_Work to complete:_
For each line of the data below, copy it if it holds the word "matches".

_Source material:_
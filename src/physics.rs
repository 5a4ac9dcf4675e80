use serde::{Deserialize, Serialize};

use crate::entity::{Entity, MovementState, Player};
use crate::input::{InputState, Key};
use crate::math::saturating_i32;
use crate::math::units::world::*;
use crate::world::{Tile, TileId, World};
use crate::{FRICTION, GRAVITY, SLIDE_BOOST, TILE_SIZE, WALK_THRESHOLD};

#[derive(Copy, Clone, Debug, PartialEq, Eq)]
pub enum Axis {
    X,
    Y,
}

impl Axis {
    fn of_vector(self, vector: Vector2D) -> f32 {
        match self {
            Axis::X => vector.x,
            Axis::Y => vector.y,
        }
    }

    fn of_point(self, point: Point2D) -> f32 {
        match self {
            Axis::X => point.x,
            Axis::Y => point.y,
        }
    }

    fn of_size(self, size: Size2D) -> f32 {
        match self {
            Axis::X => size.width,
            Axis::Y => size.height,
        }
    }

    fn set_vector(self, vector: &mut Vector2D, value: f32) {
        match self {
            Axis::X => vector.x = value,
            Axis::Y => vector.y = value,
        }
    }

    fn set_point(self, point: &mut Point2D, value: f32) {
        match self {
            Axis::X => point.x = value,
            Axis::Y => point.y = value,
        }
    }
}

/// Result of resolving one axis.
#[derive(Copy, Clone, Debug, Default, PartialEq, Eq)]
pub struct Contact {
    /// A downward collision happened.
    pub grounded: bool,
    /// Highest tile id touched by a downward collision.
    pub standing_on: Option<TileId>,
    /// Tile whose correction was applied.
    pub tile: Option<TileId>,
}

/// Tunables for a tick.
#[derive(Copy, Clone, Debug, PartialEq, Serialize, Deserialize)]
#[serde(default)]
pub struct Physics {
    pub gravity: f32,
    pub friction: f32,
    pub slide_boost: f32,
    pub walk_threshold: f32,
}

impl Default for Physics {
    fn default() -> Self {
        Self {
            gravity: GRAVITY,
            friction: FRICTION,
            slide_boost: SLIDE_BOOST,
            walk_threshold: WALK_THRESHOLD,
        }
    }
}

impl Physics {
    /// Advances the player by one frame.
    ///
    /// The vertical axis is integrated and resolved first, so that the
    /// grounded flag is already up to date when crouching is decided.
    pub fn tick(&self, world: &World, player: &mut Player, input: &InputState) {
        let jump_power = player.jump_power;
        let body = &mut player.entity;

        body.velocity.y += self.gravity;

        if input.is_held(Key::Jump) && body.grounded {
            body.velocity.y = -jump_power;
            if player.standing_on == Tile::Boost.id() {
                body.velocity.y -= jump_power / 4.0;
            }
        }

        body.grounded = false;
        body.position.y += body.velocity.y;

        let contact = resolve_collisions(world, body, Axis::Y);
        if let Some(id) = contact.standing_on {
            player.standing_on = id;
        }

        player.crouching = input.is_held(Key::Crouch) && body.grounded;

        let mut delta = player.move_power;
        if player.crouching {
            body.state = match body.state {
                MovementState::Walking => {
                    delta *= self.slide_boost;
                    MovementState::Sliding
                }
                MovementState::Sliding => {
                    delta = 0.0;
                    MovementState::Sliding
                }
                _ => {
                    delta = 0.0;
                    MovementState::Crouching
                }
            };
        } else {
            body.state = MovementState::Idle;
        }

        if input.is_held(Key::Right) {
            body.velocity.x += delta;
        }
        if input.is_held(Key::Left) {
            body.velocity.x -= delta;
        }

        body.position.x += body.velocity.x;

        let friction = if matches!(body.state, MovementState::Sliding | MovementState::Crouching) {
            self.friction * 0.5
        } else {
            self.friction
        };
        body.velocity.x *= 1.0 - friction;

        resolve_collisions(world, body, Axis::X);

        let ducking = matches!(body.state, MovementState::Sliding | MovementState::Crouching);
        if !ducking && body.velocity.x.abs() > self.walk_threshold {
            body.state = MovementState::Walking;
        }

        body.position = body.position.round();
    }
}

/// Pushes `entity` out of any solid tile around it along `axis`.
///
/// Only the 3x3 tiles around the entity's tile are checked, x-major. When
/// more than one tile overlaps, the last one scanned decides the correction.
/// Velocity along the axis is zeroed, or reversed on a bounce tile.
pub fn resolve_collisions(world: &World, entity: &mut Entity, axis: Axis) -> Contact {
    let speed = axis.of_vector(entity.velocity);
    let extent = axis.of_size(entity.size);
    let middle = saturating_i32((entity.position / TILE_SIZE).round());

    let mut contact = Contact::default();
    let mut correction = None;

    for x in middle.x.saturating_sub(1)..=middle.x.saturating_add(1) {
        for y in middle.y.saturating_sub(1)..=middle.y.saturating_add(1) {
            let id = world.read(x, y);
            if !World::is_solid(id) {
                continue;
            }

            let tile = World::tile_box(x, y);
            if !entity.is_touching(&tile) {
                continue;
            }

            if speed > 0.0 {
                correction = Some((axis.of_point(tile.min) - extent, id));

                if axis == Axis::Y {
                    contact.grounded = true;
                    contact.standing_on = Some(contact.standing_on.map_or(id, |current| current.max(id)));
                }
            } else if speed < 0.0 {
                correction = Some((axis.of_point(tile.max), id));
            }
        }
    }

    if let Some((edge, id)) = correction {
        axis.set_point(&mut entity.position, edge);

        let rebound = if id == Tile::Bounce.id() { -speed } else { 0.0 };
        axis.set_vector(&mut entity.velocity, rebound);

        contact.tile = Some(id);
    }

    if contact.grounded {
        entity.grounded = true;
    }

    contact
}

_Output of the exercise:_
        let friction = if matches!(body.state, MovementState::Sliding | MovementState::Crouching) {
        let ducking = matches!(body.state, MovementState::Sliding | MovementState::Crouching);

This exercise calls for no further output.